Posłowie zdecydowali, by z proponowanego obecnie w rządowym tekście 2 stycznia 2017 do 1 lutego 2017 r. przedłużyć termin rejestrowania danych użytkowników kart przedpłaconych telefonii komórkowej. Tym, którzy do tego dnia tego nie uczynią, operatorzy będą musieli wyłączyć karty.

W 11-osobowej podkomisji, która zajmowała się projektem, było sześciu posłów PiS, dwóch z PO i po jednym z pozostałych klubów – Nowoczesna, Kukiz’15 i PSL.

Podstawowym celem projektowanej ustawy ma być podniesienie efektywności działania polskiego systemu antyterrorystycznego, a przede wszystkim zwiększenie bezpieczeństwa obywateli. Ma doprowadzić do lepszej koordynacji działań służb i doprecyzować zasady współpracy między nimi. Ma też zapewnić możliwość skutecznych działań w przypadku podejrzenia wystąpienia przestępstwa o charakterze terrorystycznym oraz odpowiedniego reagowania w sytuacji jego popełnienia.
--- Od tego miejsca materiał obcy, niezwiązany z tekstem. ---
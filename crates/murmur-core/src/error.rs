//! Error types for the murmur client.

use thiserror::Error;

/// A shared error type for the murmur client.
///
/// The remote service collapses transport failures and non-2xx responses
/// into one generic backend error carrying only the operation that failed.
/// No status code or retry hint is preserved; callers decide between
/// fallback, surfacing the failure to the user, or swallowing it.
#[derive(Error, Debug, Clone)]
pub enum MurmurError {
    /// A remote API call failed (network error or non-2xx response)
    #[error("Failed to {operation}")]
    Backend { operation: &'static str },

    /// Configuration error
    #[error("Configuration error: {0}")]
    Config(String),
}

impl MurmurError {
    /// Creates a Backend error for the named operation.
    pub fn backend(operation: &'static str) -> Self {
        Self::Backend { operation }
    }

    /// Creates a Config error
    pub fn config(message: impl Into<String>) -> Self {
        Self::Config(message.into())
    }

    /// Check if this is a Backend error
    pub fn is_backend(&self) -> bool {
        matches!(self, Self::Backend { .. })
    }
}

/// Result type alias using [`MurmurError`].
pub type Result<T> = std::result::Result<T, MurmurError>;
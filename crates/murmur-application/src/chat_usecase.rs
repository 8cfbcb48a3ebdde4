//! Chat use case implementation.
//!
//! `ChatUseCase` orchestrates the `ChatStore` and a `ChatBackend` to keep
//! the conversation list and the active thread consistent with the remote
//! service, handling optimistic updates, loading state, and error fallback.

use murmur_core::chat::{ChatBackend, ChatStore, Message};
use murmur_core::error::Result;
use std::sync::Arc;
use tracing::{info, warn};

/// Fixed assistant reply recorded in the thread when a send fails.
///
/// The failure becomes part of the visible conversation history instead of
/// being silently discarded or rolled back.
pub const SEND_ERROR_REPLY: &str = "Sorry, I encountered an error. Please try again.";

/// Maximum title length, in characters, derived from the first message.
const TITLE_MAX_CHARS: usize = 50;

/// Derives a conversation title from its first user message.
///
/// Messages of up to 50 characters become the title verbatim; longer
/// messages are cut to the first 50 characters with a `...` marker.
/// Truncation counts characters, not bytes, so multibyte input is safe.
pub fn derive_title(message: &str) -> String {
    if message.chars().count() > TITLE_MAX_CHARS {
        let truncated: String = message.chars().take(TITLE_MAX_CHARS).collect();
        format!("{}...", truncated)
    } else {
        message.to_string()
    }
}

/// Use case driving the conversation lifecycle against the remote service.
///
/// The store is owned here and injected at construction together with the
/// backend, so the synchronization logic is testable without any UI.
///
/// # Error policy
///
/// Public operations never propagate errors. List and history failures
/// trigger the documented fallback (a fresh conversation) or are logged;
/// send failures surface to the user as a synthetic assistant message;
/// title updates and post-send list refreshes are best-effort and their
/// failures are swallowed with a warning. There is no retry or backoff.
///
/// # Concurrency
///
/// Methods take `&mut self`, so operations are serialized by construction:
/// a caller cannot start a second send while one is awaiting the backend.
pub struct ChatUseCase {
    store: ChatStore,
    backend: Arc<dyn ChatBackend>,
}

impl ChatUseCase {
    /// Creates a use case with an empty store over the given backend.
    pub fn new(backend: Arc<dyn ChatBackend>) -> Self {
        Self {
            store: ChatStore::new(),
            backend,
        }
    }

    /// Read access to the client-side state, for rendering.
    pub fn store(&self) -> &ChatStore {
        &self.store
    }

    /// Startup flow: load the conversation list and activate the most
    /// recent conversation, populating its thread from history.
    ///
    /// Falls back to [`Self::new_chat`] when the list is empty or when the
    /// list or history fetch fails; a listing failure must not leave the
    /// user without an active conversation.
    pub async fn initialize(&mut self) {
        match self.load_most_recent().await {
            Ok(true) => {}
            Ok(false) => self.new_chat().await,
            Err(err) => {
                warn!("Failed to load conversations: {}", err);
                self.new_chat().await;
            }
        }
    }

    async fn load_most_recent(&mut self) -> Result<bool> {
        let conversations = self.backend.list_conversations().await?;
        self.store.set_conversations(conversations);

        let Some(most_recent) = self.store.conversations().first() else {
            return Ok(false);
        };
        let id = most_recent.id.clone();

        self.store.set_current_conversation(id.clone());
        let history = self.backend.conversation_history(&id).await?;
        self.store.set_messages(history.messages);
        info!("Resumed conversation {}", id);
        Ok(true)
    }

    /// New Chat flow: create a conversation remotely, make it current with
    /// an empty thread, then refresh the conversation list so the new entry
    /// appears in server order.
    ///
    /// There is no rollback path: if creation fails the error is logged and
    /// whatever conversation was previously active (or none) remains.
    pub async fn new_chat(&mut self) {
        match self.backend.create_conversation(None).await {
            Ok(conversation) => {
                info!("Created conversation {}", conversation.id);
                self.store.set_current_conversation(conversation.id);
                self.store.clear_messages();
                self.refresh_conversations().await;
            }
            Err(err) => warn!("Failed to create conversation: {}", err),
        }
    }

    /// Activates a conversation and replaces the thread wholesale with its
    /// fetched history.
    ///
    /// On a history-fetch failure the id update is not rolled back: the
    /// store keeps the new id with the previous thread, stale but not
    /// corrupted, until a later fetch succeeds.
    pub async fn select_conversation(&mut self, conversation_id: &str) {
        self.store.set_current_conversation(conversation_id);
        match self.backend.conversation_history(conversation_id).await {
            Ok(history) => self.store.set_messages(history.messages),
            Err(err) => warn!("Failed to load conversation {}: {}", conversation_id, err),
        }
    }

    /// Send flow: optimistic user append, backend call, reconciliation.
    ///
    /// No-op when no conversation is active: no network call, no append.
    /// On success the assistant reply (content + sources) is appended; if
    /// this was the conversation's first message, the conversation is
    /// renamed after it (best-effort) and the list refreshed. On failure a
    /// synthetic assistant message records the error in the thread. The
    /// loading flag clears on every path.
    pub async fn send_message(&mut self, message: &str) {
        let Some(conversation_id) = self.store.current_conversation_id().map(str::to_string)
        else {
            return;
        };

        let first_message = self.store.messages().is_empty();
        self.store.add_message(Message::user(message));
        self.store.set_loading(true);

        match self.backend.send_message(&conversation_id, message).await {
            Ok(reply) => {
                self.store
                    .add_message(Message::assistant(reply.message, Some(reply.sources)));

                if first_message {
                    self.rename_after_first_message(&conversation_id, message).await;
                    self.refresh_conversations().await;
                }
            }
            Err(err) => {
                warn!("Failed to send message: {}", err);
                self.store.add_message(Message::assistant(SEND_ERROR_REPLY, None));
            }
        }

        self.store.set_loading(false);
    }

    /// Delete flow: remove the conversation remotely and refresh the list.
    ///
    /// Confirmation is the caller's responsibility. If the deleted
    /// conversation was active, the New Chat flow runs so the client never
    /// points at a deleted conversation.
    pub async fn delete_conversation(&mut self, conversation_id: &str) {
        if let Err(err) = self.backend.delete_conversation(conversation_id).await {
            warn!("Failed to delete conversation {}: {}", conversation_id, err);
            return;
        }
        info!("Deleted conversation {}", conversation_id);

        self.refresh_conversations().await;

        if self.store.current_conversation_id() == Some(conversation_id) {
            self.new_chat().await;
        }
    }

    /// Best-effort rename from the first user message. Failure is cosmetic:
    /// it is logged and does not affect the message flow.
    async fn rename_after_first_message(&mut self, conversation_id: &str, message: &str) {
        let title = derive_title(message);
        if let Err(err) = self.backend.update_title(conversation_id, &title).await {
            warn!("Failed to update title for {}: {}", conversation_id, err);
        }
    }

    /// Best-effort list refresh, replacing the list wholesale in server
    /// order. On failure the store keeps the previous list.
    async fn refresh_conversations(&mut self) {
        match self.backend.list_conversations().await {
            Ok(conversations) => self.store.set_conversations(conversations),
            Err(err) => warn!("Failed to refresh conversations: {}", err),
        }
    }
}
Nowe procedury oraz wprowadzone obowiązki informacyjne i rejestracyjne mają przyspieszyć proces decyzyjny, jeśli doszłoby do zamachu terrorystycznego w Polsce.

Zgodnie z projektem głównym koordynatorem polityki antyterrorystycznej i osobą odpowiedzialną za zapobieganie zdarzeniom o charakterze terrorystycznym będzie szef Agencji Bezpieczeństwa Wewnętrznego. Minister spraw wewnętrznych i administracji będzie odpowiadał za przygotowanie do zdarzeń o charakterze terrorystycznym, reagowanie w przypadku ich wystąpienia oraz odtwarzanie zasobów przeznaczonych do reagowania na nie.

Podkomisja przedstawi swoje sprawozdanie sejmowej komisji administracji i spraw wewnętrznych, która ją powołała. Gdy komisja zaakceptuje projekt, trafi on do II czytania podczas obrad plenarnych Sejmu, prawdopodobnie w przyszłym tygodniu.

Zgodnie z rządowym projektem ustawa miała wejść w życie dzień po ogłoszeniu, ale posłowie zdecydowali, by zaczęła obowiązywać po siedmiu dniach.